Any changes in consumption by natural gas, oil and NGL purchasers or in governmental regulations or taxation will
also affect the actual future net cash flows from our production. In addition, the 10% discount factor which is required
by the SEC to be used in calculating discounted future net cash flows for reporting purposes is not necessarily the
most accurate discount factor. The effective interest rate at various times and the risks associated with our business
or the natural gas and oil industry in general will affect the accuracy of the 10% discount factor.

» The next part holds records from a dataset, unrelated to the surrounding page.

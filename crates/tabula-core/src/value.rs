use chrono::NaiveDateTime;
use serde::{Deserialize, Serialize};

use crate::mode::ColumnMode;

/// A single cell value in one of the four native representations
#[derive(Debug, Clone, PartialEq, Serialize, Deserialize)]
#[serde(tag = "type", content = "value")]
pub enum CellValue {
    Numeric(#[serde(with = "json_f64")] f64),
    Integer(i64),
    Text(String),
    DateTime(Option<NaiveDateTime>),
}

impl CellValue {
    /// The representation family this value belongs to
    pub fn storage_mode(&self) -> ColumnMode {
        match self {
            CellValue::Numeric(_) => ColumnMode::Numeric,
            CellValue::Integer(_) => ColumnMode::Integer,
            CellValue::Text(_) => ColumnMode::Text,
            CellValue::DateTime(_) => ColumnMode::DateTime,
        }
    }
}

impl From<f64> for CellValue {
    fn from(value: f64) -> Self {
        CellValue::Numeric(value)
    }
}

impl From<i64> for CellValue {
    fn from(value: i64) -> Self {
        CellValue::Integer(value)
    }
}

impl From<String> for CellValue {
    fn from(value: String) -> Self {
        CellValue::Text(value)
    }
}

impl From<&str> for CellValue {
    fn from(value: &str) -> Self {
        CellValue::Text(value.to_string())
    }
}

impl From<NaiveDateTime> for CellValue {
    fn from(value: NaiveDateTime) -> Self {
        CellValue::DateTime(Some(value))
    }
}

impl From<CellValue> for ColumnData {
    fn from(value: CellValue) -> Self {
        match value {
            CellValue::Numeric(x) => ColumnData::Numeric(vec![x]),
            CellValue::Integer(x) => ColumnData::Integer(vec![x]),
            CellValue::Text(x) => ColumnData::Text(vec![x]),
            CellValue::DateTime(x) => ColumnData::DateTime(vec![x]),
        }
    }
}

/// Homogeneous storage for one column; exactly one variant is active at a time.
///
/// Month, Day and DateTime modes share the `DateTime` variant.
#[derive(Debug, Clone, PartialEq, Serialize, Deserialize)]
#[serde(tag = "type", content = "values")]
pub enum ColumnData {
    Numeric(#[serde(with = "json_f64::vec")] Vec<f64>),
    Integer(Vec<i64>),
    Text(Vec<String>),
    DateTime(Vec<Option<NaiveDateTime>>),
}

impl ColumnData {
    /// Empty storage for `mode`
    pub fn empty(mode: ColumnMode) -> Self {
        Self::with_len(mode, 0)
    }

    /// Storage for `mode` holding `len` invalid/default values
    pub fn with_len(mode: ColumnMode, len: usize) -> Self {
        match mode {
            ColumnMode::Numeric => ColumnData::Numeric(vec![f64::NAN; len]),
            ColumnMode::Integer => ColumnData::Integer(vec![0; len]),
            ColumnMode::Text => ColumnData::Text(vec![String::new(); len]),
            ColumnMode::Month | ColumnMode::Day | ColumnMode::DateTime => {
                ColumnData::DateTime(vec![None; len])
            }
        }
    }

    /// The representation family, reported as the base mode of that family
    pub fn storage_mode(&self) -> ColumnMode {
        match self {
            ColumnData::Numeric(_) => ColumnMode::Numeric,
            ColumnData::Integer(_) => ColumnMode::Integer,
            ColumnData::Text(_) => ColumnMode::Text,
            ColumnData::DateTime(_) => ColumnMode::DateTime,
        }
    }

    /// True when values of this storage can back a column in `mode`
    pub fn fits(&self, mode: ColumnMode) -> bool {
        match self {
            ColumnData::DateTime(_) => mode.is_date_time(),
            other => other.storage_mode() == mode,
        }
    }

    pub fn len(&self) -> usize {
        match self {
            ColumnData::Numeric(v) => v.len(),
            ColumnData::Integer(v) => v.len(),
            ColumnData::Text(v) => v.len(),
            ColumnData::DateTime(v) => v.len(),
        }
    }

    pub fn is_empty(&self) -> bool {
        self.len() == 0
    }

    pub fn get(&self, row: usize) -> Option<CellValue> {
        match self {
            ColumnData::Numeric(v) => v.get(row).map(|x| CellValue::Numeric(*x)),
            ColumnData::Integer(v) => v.get(row).map(|x| CellValue::Integer(*x)),
            ColumnData::Text(v) => v.get(row).map(|x| CellValue::Text(x.clone())),
            ColumnData::DateTime(v) => v.get(row).map(|x| CellValue::DateTime(*x)),
        }
    }

    /// Copy of `count` values starting at `first`, clamped to the stored length
    pub fn slice(&self, first: usize, count: usize) -> ColumnData {
        let start = first.min(self.len());
        let end = first.saturating_add(count).min(self.len());
        match self {
            ColumnData::Numeric(v) => ColumnData::Numeric(v[start..end].to_vec()),
            ColumnData::Integer(v) => ColumnData::Integer(v[start..end].to_vec()),
            ColumnData::Text(v) => ColumnData::Text(v[start..end].to_vec()),
            ColumnData::DateTime(v) => ColumnData::DateTime(v[start..end].to_vec()),
        }
    }

    /// Insert `count` default values before `before`
    pub fn insert_default(&mut self, before: usize, count: usize) {
        let defaults = ColumnData::with_len(self.storage_mode(), count);
        self.insert(before, defaults);
    }

    /// Insert `values` before `before`; ignored when the families differ
    pub fn insert(&mut self, before: usize, values: ColumnData) {
        match (self, values) {
            (ColumnData::Numeric(v), ColumnData::Numeric(new)) => {
                v.splice(before..before, new);
            }
            (ColumnData::Integer(v), ColumnData::Integer(new)) => {
                v.splice(before..before, new);
            }
            (ColumnData::Text(v), ColumnData::Text(new)) => {
                v.splice(before..before, new);
            }
            (ColumnData::DateTime(v), ColumnData::DateTime(new)) => {
                v.splice(before..before, new);
            }
            _ => {}
        }
    }

    /// Remove and return `count` values starting at `first`
    pub fn remove(&mut self, first: usize, count: usize) -> ColumnData {
        let range = first..first + count;
        match self {
            ColumnData::Numeric(v) => ColumnData::Numeric(v.drain(range).collect()),
            ColumnData::Integer(v) => ColumnData::Integer(v.drain(range).collect()),
            ColumnData::Text(v) => ColumnData::Text(v.drain(range).collect()),
            ColumnData::DateTime(v) => ColumnData::DateTime(v.drain(range).collect()),
        }
    }

    /// Overwrite values starting at `first` with `values`, growing storage if it ends past
    /// the current length. Returns false when the families differ.
    pub fn overwrite(&mut self, first: usize, values: &ColumnData) -> bool {
        fn put<T: Clone>(dst: &mut Vec<T>, first: usize, src: &[T], fill: T) {
            let end = first + src.len();
            if dst.len() < end {
                dst.resize(end, fill);
            }
            dst[first..end].clone_from_slice(src);
        }

        match (self, values) {
            (ColumnData::Numeric(v), ColumnData::Numeric(src)) => put(v, first, src, f64::NAN),
            (ColumnData::Integer(v), ColumnData::Integer(src)) => put(v, first, src, 0),
            (ColumnData::Text(v), ColumnData::Text(src)) => put(v, first, src, String::new()),
            (ColumnData::DateTime(v), ColumnData::DateTime(src)) => put(v, first, src, None),
            _ => return false,
        }
        true
    }

    /// Write a single value; returns false when the families differ or `row` is out of range
    pub fn set(&mut self, row: usize, value: CellValue) -> bool {
        let written = match (self, value) {
            (ColumnData::Numeric(v), CellValue::Numeric(x)) => v.get_mut(row).map(|s| *s = x),
            (ColumnData::Integer(v), CellValue::Integer(x)) => v.get_mut(row).map(|s| *s = x),
            (ColumnData::Text(v), CellValue::Text(x)) => v.get_mut(row).map(|s| *s = x),
            (ColumnData::DateTime(v), CellValue::DateTime(x)) => v.get_mut(row).map(|s| *s = x),
            _ => None,
        };
        written.is_some()
    }

    pub fn truncate(&mut self, len: usize) {
        match self {
            ColumnData::Numeric(v) => v.truncate(len),
            ColumnData::Integer(v) => v.truncate(len),
            ColumnData::Text(v) => v.truncate(len),
            ColumnData::DateTime(v) => v.truncate(len),
        }
    }
}

/// JSON form of `f64`: NaN is `null`, the infinities are the strings `"inf"` and `"-inf"`
pub(crate) mod json_f64 {
    use serde::de::Error;
    use serde::{Deserialize, Deserializer, Serialize, Serializer};
    use serde_json::Value;

    pub const POSITIVE_INFINITY: &str = "inf";
    pub const NEGATIVE_INFINITY: &str = "-inf";

    pub fn to_value(value: f64) -> Value {
        if value.is_nan() {
            Value::Null
        } else if value == f64::INFINITY {
            Value::from(POSITIVE_INFINITY)
        } else if value == f64::NEG_INFINITY {
            Value::from(NEGATIVE_INFINITY)
        } else {
            Value::from(value)
        }
    }

    /// `None` unless `value` is a number, `null` or an infinity tag
    pub fn from_value(value: &Value) -> Option<f64> {
        match value {
            Value::Null => Some(f64::NAN),
            Value::Number(n) => n.as_f64(),
            Value::String(s) if s == POSITIVE_INFINITY => Some(f64::INFINITY),
            Value::String(s) if s == NEGATIVE_INFINITY => Some(f64::NEG_INFINITY),
            _ => None,
        }
    }

    fn parse<E: Error>(value: &Value) -> Result<f64, E> {
        from_value(value).ok_or_else(|| E::custom(format!("not a number: {}", value)))
    }

    pub fn serialize<S: Serializer>(value: &f64, serializer: S) -> Result<S::Ok, S::Error> {
        to_value(*value).serialize(serializer)
    }

    pub fn deserialize<'de, D: Deserializer<'de>>(deserializer: D) -> Result<f64, D::Error> {
        parse(&Value::deserialize(deserializer)?)
    }

    pub mod vec {
        use super::*;

        pub fn serialize<S: Serializer>(values: &[f64], serializer: S) -> Result<S::Ok, S::Error> {
            serializer.collect_seq(values.iter().map(|v| to_value(*v)))
        }

        pub fn deserialize<'de, D: Deserializer<'de>>(deserializer: D) -> Result<Vec<f64>, D::Error> {
            Vec::<Value>::deserialize(deserializer)?
                .iter()
                .map(|v| parse::<D::Error>(v))
                .collect()
        }
    }
}

#[cfg(test)]
mod tests {
    use super::*;

    #[test]
    fn test_with_len_defaults() {
        assert!(matches!(ColumnData::with_len(ColumnMode::Numeric, 2), ColumnData::Numeric(v) if v.iter().all(|x| x.is_nan())));
        assert_eq!(ColumnData::with_len(ColumnMode::Integer, 2), ColumnData::Integer(vec![0, 0]));
        assert_eq!(ColumnData::with_len(ColumnMode::Month, 1), ColumnData::DateTime(vec![None]));
    }

    #[test]
    fn test_insert_remove_slice() {
        let mut data = ColumnData::Integer(vec![1, 2, 3]);
        data.insert_default(1, 2);
        assert_eq!(data, ColumnData::Integer(vec![1, 0, 0, 2, 3]));

        let removed = data.remove(0, 2);
        assert_eq!(removed, ColumnData::Integer(vec![1, 0]));
        assert_eq!(data.slice(1, 10), ColumnData::Integer(vec![2, 3]));
    }

    #[test]
    fn test_overwrite_grows_and_rejects_other_family() {
        let mut data = ColumnData::Text(vec!["a".into()]);
        assert!(data.overwrite(1, &ColumnData::Text(vec!["b".into(), "c".into()])));
        assert_eq!(data.len(), 3);
        assert!(!data.overwrite(0, &ColumnData::Integer(vec![1])));
    }

    #[test]
    fn test_set_checks_family_and_bounds() {
        let mut data = ColumnData::Numeric(vec![1.0]);
        assert!(data.set(0, CellValue::Numeric(2.0)));
        assert!(!data.set(1, CellValue::Numeric(2.0)));
        assert!(!data.set(0, CellValue::Integer(2)));
    }

    #[test]
    fn test_nan_round_trips_through_json() {
        let data = ColumnData::Numeric(vec![1.5, f64::NAN]);
        let json = serde_json::to_string(&data).unwrap();
        assert_eq!(json, r#"{"type":"Numeric","values":[1.5,null]}"#);

        let back: ColumnData = serde_json::from_str(&json).unwrap();
        match back {
            ColumnData::Numeric(v) => {
                assert_eq!(v[0], 1.5);
                assert!(v[1].is_nan());
            }
            other => panic!("unexpected {:?}", other),
        }
    }

    #[test]
    fn test_infinities_round_trip_through_json() {
        let data = ColumnData::Numeric(vec![f64::INFINITY, f64::NEG_INFINITY, -1.0]);
        let json = serde_json::to_string(&data).unwrap();
        assert_eq!(json, r#"{"type":"Numeric","values":["inf","-inf",-1.0]}"#);

        let back: ColumnData = serde_json::from_str(&json).unwrap();
        assert_eq!(back, data);

        let cell: CellValue = serde_json::from_str(r#"{"type":"Numeric","value":"-inf"}"#).unwrap();
        assert_eq!(cell, CellValue::Numeric(f64::NEG_INFINITY));
        assert!(serde_json::from_str::<ColumnData>(r#"{"type":"Numeric","values":["x"]}"#).is_err());
    }
}
use clap::Parser;
use tracing_subscriber::{layer::SubscriberExt, util::SubscriberInitExt};

use tabula_cli::config::Config;
use tabula_cli::Cli;

fn main() -> anyhow::Result<()> {
    // Load .env if present
    dotenvy::dotenv().ok();

    let config = Config::from_env()?;

    // Logs go to stderr so reports on stdout stay machine-readable
    tracing_subscriber::registry()
        .with(
            tracing_subscriber::EnvFilter::try_from_default_env()
                .unwrap_or_else(|_| config.log_filter.as_str().into()),
        )
        .with(tracing_subscriber::fmt::layer().with_writer(std::io::stderr))
        .init();

    let cli = Cli::parse();
    let stdout = std::io::stdout();
    tabula_cli::run(cli, &config, &mut stdout.lock())
}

Further, declines in the prices of natural gas and oil could result in a write-down of our asset carrying values. We
utilize the full cost method of accounting for costs related to our natural gas and oil properties. Under this method, all
such costs (for both productive and nonproductive properties) are capitalized and amortized on an aggregate basis
over the estimated lives of the properties using the unit-of-production method. However, these capitalized costs are
subject to a quarterly ceiling test that limits such pooled costs to the aggregate of the present value of future net
revenues attributable to proved natural gas, oil and NGL reserves discounted at 10% plus the lower of cost or market
value of unproved properties, adjusted for the impact of derivatives accounted for as cash flow hedges. We are required
to write down the carrying value of our natural gas and oil assets if capitalized costs exceed the ceiling limit, and such
write-downs can be material. The risk that we will be required to write down the carrying value of our natural gas and
oil properties increases when natural gas and oil prices are low.